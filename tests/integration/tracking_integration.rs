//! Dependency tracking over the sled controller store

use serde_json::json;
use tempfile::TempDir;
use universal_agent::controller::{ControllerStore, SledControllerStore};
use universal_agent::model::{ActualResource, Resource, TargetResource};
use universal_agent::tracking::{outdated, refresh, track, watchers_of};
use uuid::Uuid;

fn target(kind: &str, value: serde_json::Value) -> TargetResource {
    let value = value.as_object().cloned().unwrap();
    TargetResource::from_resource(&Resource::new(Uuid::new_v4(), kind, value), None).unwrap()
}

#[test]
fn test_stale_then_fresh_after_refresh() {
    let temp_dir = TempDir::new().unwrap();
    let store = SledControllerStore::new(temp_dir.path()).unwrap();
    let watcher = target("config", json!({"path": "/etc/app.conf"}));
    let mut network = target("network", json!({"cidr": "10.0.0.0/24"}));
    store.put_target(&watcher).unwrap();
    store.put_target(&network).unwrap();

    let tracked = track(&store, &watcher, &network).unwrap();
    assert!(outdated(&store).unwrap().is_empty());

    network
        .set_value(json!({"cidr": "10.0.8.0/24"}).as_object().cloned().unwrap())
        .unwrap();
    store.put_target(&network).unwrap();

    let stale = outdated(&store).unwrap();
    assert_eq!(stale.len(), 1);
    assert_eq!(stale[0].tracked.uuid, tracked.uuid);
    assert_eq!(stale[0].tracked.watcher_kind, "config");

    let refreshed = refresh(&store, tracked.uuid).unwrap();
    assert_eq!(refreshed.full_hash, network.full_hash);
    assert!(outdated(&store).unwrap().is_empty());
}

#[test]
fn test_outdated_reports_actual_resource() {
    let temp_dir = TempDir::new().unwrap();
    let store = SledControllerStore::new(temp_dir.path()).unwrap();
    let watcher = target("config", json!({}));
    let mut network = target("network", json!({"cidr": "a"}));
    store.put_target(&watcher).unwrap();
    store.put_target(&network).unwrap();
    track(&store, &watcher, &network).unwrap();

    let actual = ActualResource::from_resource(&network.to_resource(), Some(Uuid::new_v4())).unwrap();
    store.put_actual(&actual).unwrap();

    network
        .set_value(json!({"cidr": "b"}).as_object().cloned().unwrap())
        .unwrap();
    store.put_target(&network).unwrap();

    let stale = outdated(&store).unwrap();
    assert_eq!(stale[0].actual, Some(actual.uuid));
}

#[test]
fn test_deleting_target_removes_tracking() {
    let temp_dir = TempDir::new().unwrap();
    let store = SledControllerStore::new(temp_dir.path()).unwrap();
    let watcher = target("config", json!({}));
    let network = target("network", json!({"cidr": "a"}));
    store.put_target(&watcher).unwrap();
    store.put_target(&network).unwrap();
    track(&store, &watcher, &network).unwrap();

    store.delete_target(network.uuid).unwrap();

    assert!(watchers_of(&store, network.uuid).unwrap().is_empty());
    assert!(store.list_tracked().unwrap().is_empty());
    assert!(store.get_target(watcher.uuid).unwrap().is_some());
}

Work instruction> Write out every line of the entries that holds the word "config".

Answer to the exercise>
    let watcher = target("config", json!({"path": "/etc/app.conf"}));
    assert_eq!(stale[0].tracked.watcher_kind, "config");
    let watcher = target("config", json!({}));
    let watcher = target("config", json!({}));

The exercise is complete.